Reflections and predictions on how DevOps will evolve in 2020, by Godel’s DevOps division.
1. What have been the drivers for adoption and evolution in DevOps over the last decade?
Speed of change in technology over the last decade has laid the foundation for DevOps since the concept itself was officially born just ten years ago. Back in 2009, most businesses were operating with a very fixed set of resources running onsite, with hosting providers or in private data centres. It solely encapsulated their systems. However, demand for the evolution of business services rose quickly. It became clear that this type of rigid setup simply wouldn’t allow for the new need for flexibility.
Fixed solutions require advanced planning. As businesses began to shift towards a more agile mindset, the risk of implementing a big-budget, complex infrastructure setup placed a brick wall in front of their ability to innovate at pace. Not only this; knowledge on how to maintain these systems often remained with a few key employees – the moment they left, out walked that knowledge too.
So, when cloud providers entered the game they perfectly met the demand by enabling businesses to spin up and scale environments based on their needs at any given time. The time- and cost-saving potential was, and is, gigantic in comparison to on-premise solutions. As we moved through the decade the rise of APIs for cloud services had a large impact too. APIs enable engineers to configure services in a universal way through Infrastructure as Code, without need for complex documentation and manual configuration – the code itself is now the documentation.

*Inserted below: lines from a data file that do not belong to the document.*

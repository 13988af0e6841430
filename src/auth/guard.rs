//! Ties requests to users and keeps each user's expenses to themselves.

use crate::{
    AuthError, Error,
    auth::token::TokenCodec,
    expense::Expense,
    stores::UserStore,
    user::User,
};

/// Find the user that `token` was issued to.
///
/// # Errors
///
/// Returns:
/// - [AuthError::Unauthenticated] if the token is malformed, forged or expired,
/// - [AuthError::UserNotFound] if the token's subject is not a registered user,
/// - any other error from the user store.
pub fn resolve_user(
    token: &str,
    codec: &TokenCodec,
    users: &impl UserStore,
) -> Result<User, Error> {
    let username = codec.verify(token).ok_or(AuthError::Unauthenticated)?;

    match users.get_by_username(&username) {
        Ok(user) => Ok(user),
        Err(Error::NotFound) => {
            tracing::warn!("Valid session token for unknown user {username}");
            Err(AuthError::UserNotFound.into())
        }
        Err(error) => Err(error),
    }
}

/// Check that `expense` was recorded by `user`.
///
/// # Errors
///
/// Returns [Error::Forbidden] if the expense belongs to someone else.
pub fn assert_owns(expense: &Expense, user: &User) -> Result<(), Error> {
    if expense.owner_id == user.id {
        return Ok(());
    }

    tracing::warn!(
        "User {} tried to access expense {} owned by user {}",
        user.id,
        expense.id,
        expense.owner_id
    );

    Err(Error::Forbidden)
}

#[cfg(test)]
mod tests {
    use rust_decimal_macros::dec;
    use time::{Duration, OffsetDateTime, macros::date};

    use crate::{
        AuthError, Error,
        auth::token::{TOKEN_LIFETIME, TokenCodec},
        stores::{ExpenseStore, sqlite::{SQLiteExpenseStore, SQLiteUserStore}},
        test_utils::{cash_input, create_test_user, get_test_connection, new_expense},
    };

    use super::{assert_owns, resolve_user};

    #[test]
    fn resolves_registered_user() {
        let connection = get_test_connection();
        let user = create_test_user(&connection, "asha");
        let codec = TokenCodec::new("secret");
        let token = codec.issue("asha").unwrap();

        let got = resolve_user(&token, &codec, &SQLiteUserStore::new(connection));

        assert_eq!(got, Ok(user));
    }

    #[test]
    fn expired_token_is_unauthenticated() {
        let connection = get_test_connection();
        create_test_user(&connection, "asha");
        let codec = TokenCodec::new("secret");
        let token = codec
            .issue_at(
                "asha",
                OffsetDateTime::now_utc() - TOKEN_LIFETIME - Duration::seconds(1),
            )
            .unwrap();

        let got = resolve_user(&token, &codec, &SQLiteUserStore::new(connection));

        assert_eq!(got, Err(Error::Auth(AuthError::Unauthenticated)));
    }

    #[test]
    fn token_for_unknown_user_is_rejected() {
        let connection = get_test_connection();
        let codec = TokenCodec::new("secret");
        let token = codec.issue("ghost").unwrap();

        let got = resolve_user(&token, &codec, &SQLiteUserStore::new(connection));

        assert_eq!(got, Err(Error::Auth(AuthError::UserNotFound)));
    }

    #[test]
    fn only_owner_owns_expense() {
        let connection = get_test_connection();
        let owner = create_test_user(&connection, "asha");
        let other_user = create_test_user(&connection, "bilal");
        let expense = SQLiteExpenseStore::new(connection)
            .create(new_expense(
                &owner,
                cash_input(dec!(10.00), "Food", date!(2024 - 01 - 15)),
            ))
            .unwrap();

        assert_eq!(assert_owns(&expense, &owner), Ok(()));
        assert_eq!(assert_owns(&expense, &other_user), Err(Error::Forbidden));
    }
}
//! Type resolution for remote-debugging protocol bindings.
//!
//! Given a [`protogen_schema::Registry`], the [`TypeResolver`] classifies any
//! node that declares a type (a type definition, property, parameter, return
//! value or array item) into a [`Classification`]:
//! - primitives (`string`, `integer`, `number`, `boolean`, `any`)
//! - string enumerations, keeping literal order
//! - arrays, always with their element classification attached
//! - references to named types in the same or another domain
//! - structured objects, and opaque objects without declared properties
//!
//! References stay indirections. Resolving a reference yields the target's
//! handle; its classification is computed only when asked for, so cyclic
//! and forward references need no special treatment.
//!
//! ## Example
//!
//! ```rust
//! use protogen_schema::Registry;
//! use protogen_types::{Classification, TypeResolver};
//!
//! let registry = Registry::from_json_str(
//!     r#"{
//!       "version": {"major": "1", "minor": "3"},
//!       "domains": [
//!         {"domain": "Network", "types": [
//!           {"id": "Cookie", "type": "object", "properties": [{"name": "name", "type": "string"}]}
//!         ]},
//!         {"domain": "Page", "commands": [
//!           {"name": "getCookies", "returns": [
//!             {"name": "cookies", "type": "array", "items": {"$ref": "Network.Cookie"}}
//!           ]}
//!         ]}
//!       ]
//!     }"#,
//! )
//! .unwrap();
//!
//! let resolver = TypeResolver::new(&registry);
//! assert!(resolver.check().is_empty());
//!
//! let page = registry.domain("Page").unwrap();
//! let command = page.command("getCookies").unwrap();
//! let at = protogen_schema::Location::of_command("Page", "getCookies").member("returns").member("cookies");
//! let classification = resolver.classify(&command.returns[0], &at).unwrap();
//!
//! assert_eq!(classification.to_string(), "[Network.Cookie]");
//! assert!(matches!(classification.element(), Some(Classification::Reference { .. })));
//! ```

pub mod classification;
pub mod error;
pub mod resolver;

pub use classification::{ArrayClass, Classification, EnumClass, ObjectClass, PrimitiveKind};
pub use error::ResolveError;
pub use resolver::TypeResolver;

/// Result type for type resolution
pub type Result<T> = std::result::Result<T, ResolveError>;
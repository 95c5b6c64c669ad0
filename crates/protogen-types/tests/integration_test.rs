//! Integration tests for the type resolver

use protogen_schema::{ApiRoot, Location, Registry, TypeBearing};
use protogen_types::{Classification, EnumClass, PrimitiveKind, ResolveError, TypeResolver};
use rstest::{fixture, rstest};
use serde_json::json;

/// Helper to build a registry from a list of domains
fn build(domains: serde_json::Value) -> Registry {
    let root = ApiRoot::from_value(json!({"version": {"major": "1", "minor": "3"}, "domains": domains})).unwrap();
    Registry::build(root).unwrap()
}

#[fixture]
fn protocol() -> Registry {
    build(json!([
        {
            "domain": "Network",
            "types": [
                {"id": "Cookie", "type": "object", "properties": [
                    {"name": "name", "type": "string"},
                    {"name": "value", "type": "string"},
                    {"name": "sameSite", "$ref": "CookieSameSite", "optional": true}
                ]},
                {"id": "CookieSameSite", "type": "string", "enum": ["Strict", "Lax", "None"]},
                {"id": "Headers", "type": "object"}
            ],
            "events": [
                {"name": "responseReceived", "parameters": [{"name": "headers", "$ref": "Headers"}]}
            ]
        },
        {
            "domain": "Page",
            "dependencies": ["Network"],
            "types": [
                {"id": "Foo", "type": "object"},
                {"id": "Frame", "type": "object", "properties": [
                    {"name": "parent", "$ref": "Frame", "optional": true},
                    {"name": "extra", "$ref": "Foo"}
                ]}
            ],
            "commands": [
                {"name": "getCookies", "returns": [
                    {"name": "cookies", "type": "array", "items": {"$ref": "Network.Cookie"}}
                ]},
                {"name": "navigate", "parameters": [
                    {"name": "url", "type": "string"},
                    {"name": "transitionType", "type": "string", "enum": ["link", "typed"], "optional": true}
                ]}
            ]
        }
    ]))
}

#[rstest]
fn test_array_of_cross_domain_reference(protocol: Registry) {
    let resolver = TypeResolver::new(&protocol);
    let command = protocol.domain("Page").and_then(|d| d.command("getCookies")).unwrap();
    let at = Location::of_command("Page", "getCookies").member("returns").member("cookies");

    let classification = resolver.classify(&command.returns[0], &at).unwrap();

    let element = classification.element().expect("array must carry its element");
    let target = element.target().expect("element must be a reference");
    assert_eq!(target.qualified_name(), "Network.Cookie");
    assert_eq!(target.def.properties.len(), 3);
}

#[rstest]
fn test_opaque_object_for_every_consumer(protocol: Registry) {
    let resolver = TypeResolver::new(&protocol);

    let foo = protocol.type_def("Page", "Foo").unwrap();
    assert_eq!(resolver.classify_target(foo).unwrap(), Classification::OpaqueObject);

    let frame = protocol.type_def("Page", "Frame").unwrap();
    let extra = &frame.def.properties[1];
    assert_eq!(
        resolver.classify(extra, &frame.location().member("extra")).unwrap(),
        Classification::OpaqueObject
    );

    let event = protocol.domain("Network").and_then(|d| d.event("responseReceived")).unwrap();
    let headers = &event.parameters[0];
    let at = Location::of_event("Network", "responseReceived").member("parameters").member("headers");
    assert!(resolver.classify(headers, &at).unwrap().is_opaque_object());
}

#[test]
fn test_both_type_and_ref_is_ambiguous() {
    let registry = build(json!([
        {"domain": "Page", "types": [
            {"id": "Bar", "type": "string"},
            {"id": "Holder", "type": "object", "properties": [{"name": "bar", "type": "string", "$ref": "Bar"}]}
        ]}
    ]));
    let resolver = TypeResolver::new(&registry);
    let holder = registry.type_def("Page", "Holder").unwrap();
    let at = holder.location().member("bar");

    match resolver.classify(&holder.def.properties[0], &at) {
        Err(ResolveError::AmbiguousType {
            reference, location, ..
        }) => {
            assert_eq!(reference, "Bar");
            assert_eq!(location, at);
        }
        other => panic!("expected ambiguous type, got {:?}", other),
    }

    let errors = resolver.check();
    assert_eq!(errors.len(), 1);
    assert!(matches!(errors[0], ResolveError::AmbiguousType { .. }));
}

#[test]
fn test_same_id_in_two_domains() {
    let registry = build(json!([
        {"domain": "A", "types": [
            {"id": "Params", "type": "object", "properties": [{"name": "a", "type": "integer"}]},
            {"id": "User", "type": "object", "properties": [{"name": "params", "$ref": "Params"}]}
        ]},
        {"domain": "B", "types": [
            {"id": "Params", "type": "object", "properties": [{"name": "b", "type": "string"}]}
        ]}
    ]));
    let resolver = TypeResolver::new(&registry);
    let user = registry.type_def("A", "User").unwrap();

    let classification = resolver
        .classify(&user.def.properties[0], &user.location().member("params"))
        .unwrap();

    let target = classification.target().unwrap();
    assert_eq!(target.qualified_name(), "A.Params");
    assert_eq!(target.def.properties[0].name, "a");
}

#[rstest]
fn test_reference_classification_is_lazy_and_idempotent(protocol: Registry) {
    let resolver = TypeResolver::new(&protocol);
    let frame = protocol.type_def("Page", "Frame").unwrap();
    let parent = &frame.def.properties[0];
    let at = frame.location().member("parent");

    let first = resolver.classify(parent, &at).unwrap();
    let second = resolver.classify(parent, &at).unwrap();
    assert_eq!(first, second);

    // Self-reference: the target is the declaring type itself.
    let target = first.target().unwrap();
    assert_eq!(target, frame);
    let expanded = resolver.classify_target(target).unwrap();
    assert!(matches!(expanded, Classification::Object(ref object) if object.properties.len() == 2));
    assert_eq!(resolver.classify_target(target).unwrap(), expanded);
}

#[rstest]
fn test_resolve_reference_propagates_lookup_error(protocol: Registry) {
    let registry = build(json!([
        {"domain": "Page", "types": [
            {"id": "Frame", "type": "object", "properties": [{"name": "loader", "$ref": "Network.LoaderId"}]}
        ]}
    ]));
    let resolver = TypeResolver::new(&registry);
    let frame = registry.type_def("Page", "Frame").unwrap();
    let at = frame.location().member("loader");

    match resolver.resolve_reference(&frame.def.properties[0], &at) {
        Err(ResolveError::Schema(protogen_schema::SchemaError::UnresolvedReference {
            reference, location, ..
        })) => {
            assert_eq!(reference, "Network.LoaderId");
            assert_eq!(location.qualified_path(), "Page.Frame.loader");
        }
        other => panic!("expected unresolved reference, got {:?}", other),
    }

    assert!(TypeResolver::new(&protocol).check().is_empty());
}

#[rstest]
fn test_enum_preserves_order(protocol: Registry) {
    let resolver = TypeResolver::new(&protocol);
    let same_site = protocol.type_def("Network", "CookieSameSite").unwrap();

    match resolver.classify_target(same_site).unwrap() {
        Classification::Enum(class) => {
            assert_eq!(class.values, vec!["Strict", "Lax", "None"]);
            assert_eq!(class.owner.qualified_owner(), "Network.CookieSameSite");
        }
        other => panic!("expected enum, got {:?}", other),
    }

    // A named enum reached through `$ref` stays a reference.
    let cookie = protocol.type_def("Network", "Cookie").unwrap();
    let reference = resolver
        .classify(&cookie.def.properties[2], &cookie.location().member("sameSite"))
        .unwrap();
    assert!(reference.is_reference());
}

#[rstest]
#[case("url", Classification::Primitive(PrimitiveKind::String))]
#[case("transitionType", Classification::Enum(EnumClass {
    owner: Location::of_command("Page", "navigate").member("parameters").member("transitionType"),
    values: vec!["link", "typed"],
}))]
fn test_command_parameters(protocol: Registry, #[case] name: &str, #[case] expected: Classification<'static>) {
    let resolver = TypeResolver::new(&protocol);
    let command = protocol.domain("Page").and_then(|d| d.command("navigate")).unwrap();
    let parameter = command.parameter(name).unwrap();
    let at = Location::of_command("Page", "navigate").member("parameters").member(name);

    assert_eq!(resolver.classify(parameter, &at).unwrap(), expected);
    assert_eq!(parameter.name(), Some(name));
}

#[rstest]
fn test_concurrent_classification(protocol: Registry) {
    let resolver = TypeResolver::new(&protocol);

    let results: Vec<Vec<String>> = std::thread::scope(|scope| {
        let handles: Vec<_> = protocol
            .domains()
            .map(|domain| {
                scope.spawn(move || {
                    domain
                        .types
                        .iter()
                        .map(|def| {
                            let at = Location::of_type(domain.name.clone(), def.id.clone());
                            resolver.classify(def, &at).unwrap().to_string()
                        })
                        .collect::<Vec<String>>()
                })
            })
            .collect();
        handles.into_iter().map(|h| h.join().unwrap()).collect()
    });

    assert_eq!(
        results,
        vec![
            vec![
                "{name, value, sameSite}".to_string(),
                r#"enum("Strict", "Lax", "None")"#.to_string(),
                "object".to_string()
            ],
            vec!["object".to_string(), "{parent, extra}".to_string()],
        ]
    );
}

#[test]
fn test_mutually_recursive_types_check_cleanly() {
    let registry = build(json!([
        {"domain": "DOM", "types": [
            {"id": "Node", "type": "object", "properties": [
                {"name": "children", "type": "array", "optional": true, "items": {"$ref": "Node"}},
                {"name": "shadow", "$ref": "Shadow", "optional": true}
            ]},
            {"id": "Shadow", "type": "object", "properties": [{"name": "host", "$ref": "Node"}]}
        ]}
    ]));

    assert!(TypeResolver::new(&registry).check().is_empty());
}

All this created the ability for teams to set up automated delivery process which can be replicated and reproduced consistently across systems and for a long period of time. Also, it provided support for systems to be scalable, fail-tolerant and reasonably priced – in a way which simply didn’t exist before the 2010s.
2. What’s going to happen in DevOps during the 2020s?
Like most areas of software engineering, we DevOps teams are still tapping into the world of value that data can offer. I think Splunk offers a great example of what can be achieved with collecting and analysing huge amounts of data from a multitude of sources, in order to improve efficiencies across a business.
The next level of this – “DataOps”, you can call it – will see machine learning shift into the spotlight. Right now, machine learning for operations is still in its infancy, with teams from Splunk and Dynatrace implementing proof-of-concepts, and companies dipping into the application of models for small areas of their businesses. Still, the opportunities machine learning offers for real-time operations are undeniable. Right now, engineers are spinning or scaling up environments with code in response to monitoring issues, as well as updating security policies and configuration based on incidents (either in their own systems or as the result of vulnerability announcements). In the near future, machine learning models can take the reins on these tasks.
The good thing about machine learning is that it’s relatively simple to plug into existing systems. Start slowly by feeding it data and assessing the metrics whether the outcomes are good or not, to the end of implementing models across wider systems and shifting to an AIOps approach.
Looking at the big cloud providers, all are shifting their priorities in different ways – but all to reach the same end of driving efficiencies for businesses.
Amazon for the last few years has been making waves in the hardware space. The AWS Nitro system was introduced after Amazon felt the impact of hardware constraining capacity and accessibility to CPUs, GPUs and networking hardware. The Nitro platform is leading us down a road of more granular access to hardware capacity, helping businesses tap into better and faster capabilities of virtualization and more strict control and isolation of shared resources in the cloud.
Also, Microsoft’s adoption of an open-source mindset sets an example of where the future undoubtedly lies – in fact, open-source is our current setting and simply cannot be disregarded. Open source code is helping fuel the rise of machine learning by providing models with vast amounts of software engineering data. And for companies like Microsoft which must innovate to deliver against such a rapidly evolving market – and such intense competitors – accessing tens of thousands of ideas beyond their own company is invaluable.
DevOps adoption is at varying levels for businesses – those that are in the early stages are increasingly looking to hybrid approach as a solution to reap the benefits of cloud adoption without completely shifting their data to the cloud. Proper DevOps implementation is about two things – the provision of dependencies from an application to help it run reliably and quickly, and then the deployment of that application. A hybrid cloud approach, using tools that support this such as Kubernetes to containerise applications and then deploy functionalities to the right places, lets teams release their lock-in with managed services and reduce costs in the areas they’d like, without going “all in” on the cloud at once.
Google has gone a step ahead with this recently with the release of Anthos – bringing together a single view of hybrid-deployed applications across multiple cloud providers and private data centres alike. This kind of solution profiles the future for DevOps and the future for engineering as a whole – unified, fully integrated and open source.